Trefor.net welcomes VoIP guest contributor Simon Woodhead, CEO of wholesale voice provider Simwood.

In February, we published VoIP Fraud Analysis, a white paper that details Simwood’s three years of operating a Honeypot, coloured in by many years of real-world experience servicing wholesale voice clients of all sizes and seeing them compromised. Our research has been very well received in official circles from OFCOM to ACPO, at industry events comprising scarily competent people, and we’ve since been able to compare notes with others in darkened rooms who study this for a living. Of course, I won’t repeat the full content of the white paper here — and it certainly wouldn’t be appropriate to do so — but I will be glad to share a few observations from it.

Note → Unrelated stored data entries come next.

//! Host lifecycle service
//!
//! Owns the bind state, the token store, the session manager and the running
//! listener, and exposes the hooks a host calls: `start`, `stop` and
//! `mode_changed`. The trusted-network set lives in the configuration and is
//! only read when a bind address is resolved.

use std::path::{Path, PathBuf};
use std::sync::Arc;

use tokio::sync::Mutex;

use ca_core::config::{self, RelayConfig};
use ca_core::{
    BindDecision, BindError, BindState, NetworkDescriptor, NetworkMode, NetworkProbe,
    NetworkResolver, RelayError, Resolution, ResolveError, SystemProbe, TokenStore,
};

use crate::server::{RelayContext, RelayHandle, RelayServer};
use crate::session::SessionManager;

/// Who asked for the relay to start
#[derive(Debug, Clone, Copy, PartialEq, Eq)]
pub enum StartTrigger {
    /// Host startup or a mode switch; refused on untrusted local networks
    Automatic,
    /// The user asked directly; overrides the trust check
    Explicit,
}

struct Running {
    handle: RelayHandle,
    trigger: StartTrigger,
}

struct ServiceState {
    config: RelayConfig,
    bind: BindState,
    running: Option<Running>,
}

/// The relay as seen by its host application
pub struct RelayService<P: NetworkProbe = SystemProbe> {
    config_path: Option<PathBuf>,
    resolver: NetworkResolver<P>,
    tokens: Arc<TokenStore>,
    sessions: Arc<SessionManager>,
    state: Mutex<ServiceState>,
}

impl RelayService<SystemProbe> {
    /// Service resolving addresses from the real system
    pub fn new(config: RelayConfig, tokens: Arc<TokenStore>) -> Self {
        Self::with_resolver(config, tokens, NetworkResolver::system())
    }
}

impl<P: NetworkProbe> RelayService<P> {
    /// Service with a custom resolver
    pub fn with_resolver(
        config: RelayConfig,
        tokens: Arc<TokenStore>,
        resolver: NetworkResolver<P>,
    ) -> Self {
        let sessions = Arc::new(SessionManager::from_config(&config));
        let bind = BindState::new(config.mode, config.port);
        Self {
            config_path: None,
            resolver,
            tokens,
            sessions,
            state: Mutex::new(ServiceState {
                config,
                bind,
                running: None,
            }),
        }
    }

    /// Persist trusted-network changes to `path`
    pub fn with_config_path(mut self, path: impl Into<PathBuf>) -> Self {
        self.config_path = Some(path.into());
        self
    }

    pub fn config_path(&self) -> Option<&Path> {
        self.config_path.as_deref()
    }

    pub fn tokens(&self) -> &Arc<TokenStore> {
        &self.tokens
    }

    pub fn sessions(&self) -> &Arc<SessionManager> {
        &self.sessions
    }

    /// Snapshot of the current configuration
    pub async fn config(&self) -> RelayConfig {
        self.state.lock().await.config.clone()
    }

    pub async fn bind_state(&self) -> BindState {
        self.state.lock().await.bind
    }

    pub async fn is_running(&self) -> bool {
        self.state.lock().await.running.is_some()
    }

    /// Resolve the bind address for the current state without starting
    pub async fn resolve(&self) -> Result<Resolution, ResolveError> {
        let state = self.state.lock().await;
        self.resolver
            .resolve(&state.bind, &state.config.trusted_networks)
    }

    /// Resolve, apply the trust policy and start listening
    ///
    /// Returns once the socket is bound; connections are served in the
    /// background.
    pub async fn start(&self, trigger: StartTrigger) -> Result<BindDecision, BindError> {
        let mut state = self.state.lock().await;
        self.start_locked(&mut state, trigger).await
    }

    /// Stop listening and terminate every session
    ///
    /// Returns whether the relay was running.
    pub async fn stop(&self) -> bool {
        let running = self.state.lock().await.running.take();
        match running {
            Some(running) => {
                running.handle.stop().await;
                true
            }
            None => false,
        }
    }

    /// Switch network mode
    ///
    /// Tears down a running listener, replaces the bind state and restarts
    /// with the trigger the listener was started with. Returns the new
    /// decision when the relay was restarted.
    pub async fn mode_changed(&self, mode: NetworkMode) -> Result<Option<BindDecision>, BindError> {
        let mut state = self.state.lock().await;
        let previous = state.running.take();
        let trigger = match previous {
            Some(running) => {
                running.handle.stop().await;
                Some(running.trigger)
            }
            None => None,
        };

        tracing::info!("Network mode changed: {} -> {}", state.bind.mode, mode);
        state.config.mode = mode;
        state.bind = BindState::new(mode, state.config.port);

        match trigger {
            Some(trigger) => self.start_locked(&mut state, trigger).await.map(Some),
            None => Ok(None),
        }
    }

    /// Apply a reloaded configuration
    ///
    /// The token file is re-read and session limits apply at once. The
    /// trusted set and connection timeouts take effect on the next start;
    /// a different mode or port goes through `mode_changed`.
    pub async fn reload(&self, config: RelayConfig) -> Result<Option<BindDecision>, BindError> {
        match self.tokens.reload() {
            Ok(true) => tracing::info!("Token changed; previous token no longer accepted"),
            Ok(false) => {}
            Err(e) => tracing::warn!("Failed to reload token: {}", e),
        }
        self.sessions.apply_config(&config);

        let (mode, rebind) = {
            let mut state = self.state.lock().await;
            let rebind = config.mode != state.bind.mode || config.port != state.bind.port;
            let mode = config.mode;
            state.config = config;
            (mode, rebind)
        };

        if rebind {
            self.mode_changed(mode).await
        } else {
            tracing::info!("Configuration reloaded");
            Ok(None)
        }
    }

    /// Add the network the host is on to the trusted set
    pub async fn trust_current_network(&self) -> Result<NetworkDescriptor, RelayError> {
        let network = self
            .resolver
            .current_network()
            .ok_or(BindError::Resolve(ResolveError::NoAddressFound(
                NetworkMode::LocalSubnet,
            )))?;

        let mut state = self.state.lock().await;
        if state.config.trusted_networks.insert(network.clone()) {
            tracing::info!("Trusted network {}", network);
            self.persist(&state.config)?;
        }
        Ok(network)
    }

    /// Remove a network from the trusted set
    ///
    /// Returns whether it was present.
    pub async fn untrust_network(&self, network: &NetworkDescriptor) -> Result<bool, RelayError> {
        let mut state = self.state.lock().await;
        let removed = state.config.trusted_networks.remove(network);
        if removed {
            tracing::info!("Untrusted network {}", network);
            self.persist(&state.config)?;
        }
        Ok(removed)
    }

    async fn start_locked(
        &self,
        state: &mut ServiceState,
        trigger: StartTrigger,
    ) -> Result<BindDecision, BindError> {
        if let Some(running) = &state.running {
            return Err(BindError::AlreadyRunning(running.handle.local_addr()));
        }

        let resolution = self
            .resolver
            .resolve(&state.bind, &state.config.trusted_networks)?;

        if !resolution.trusted && trigger == StartTrigger::Automatic {
            let network = resolution
                .network
                .map(|n| n.to_string())
                .unwrap_or_else(|| resolution.decision.address.to_string());
            tracing::warn!("Not starting automatically on untrusted network {}", network);
            return Err(BindError::UntrustedNetwork { network });
        }

        let ctx = RelayContext::new(
            state.bind.mode,
            &state.config,
            Arc::clone(&self.tokens),
            Arc::clone(&self.sessions),
        );
        let handle = RelayServer::start(resolution.decision, ctx).await?;
        let decision = *handle.decision();

        state.bind = state.bind.resolved(decision);
        state.running = Some(Running { handle, trigger });
        Ok(decision)
    }

    fn persist(&self, config: &RelayConfig) -> Result<(), RelayError> {
        if let Some(path) = &self.config_path {
            config::save_config(path, config)?;
            tracing::debug!("Saved config to {}", path.display());
        }
        Ok(())
    }
}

VoIP fraud — an estimated $46bn a year problem — has come as no surprise to anyone, and as we’ve run through the mechanism of attack the majority of people in the audience have seen at least parts of the behaviour we describe in the wild. If we were describing other kinds of crime most people would be looking in from outside, but VoIP fraud is pervasive and everyone in the industry has seen it at some level. Similarly, nobody has questioned the solutions proposed; some of which are unique to Simwood though they can be employed by any provider on almost any equipment. Despite this, people remain reluctant to act and, dare I say, a little complacent. It is somebody else’s problem until it is their problem, and by then it may very well be too late. Remember, $46bn is the estimated measure of the good guys’ incompetence…the bad guys’ intent is infinite and, as we’ve seen, can quite literally put a provider out of business in just hours.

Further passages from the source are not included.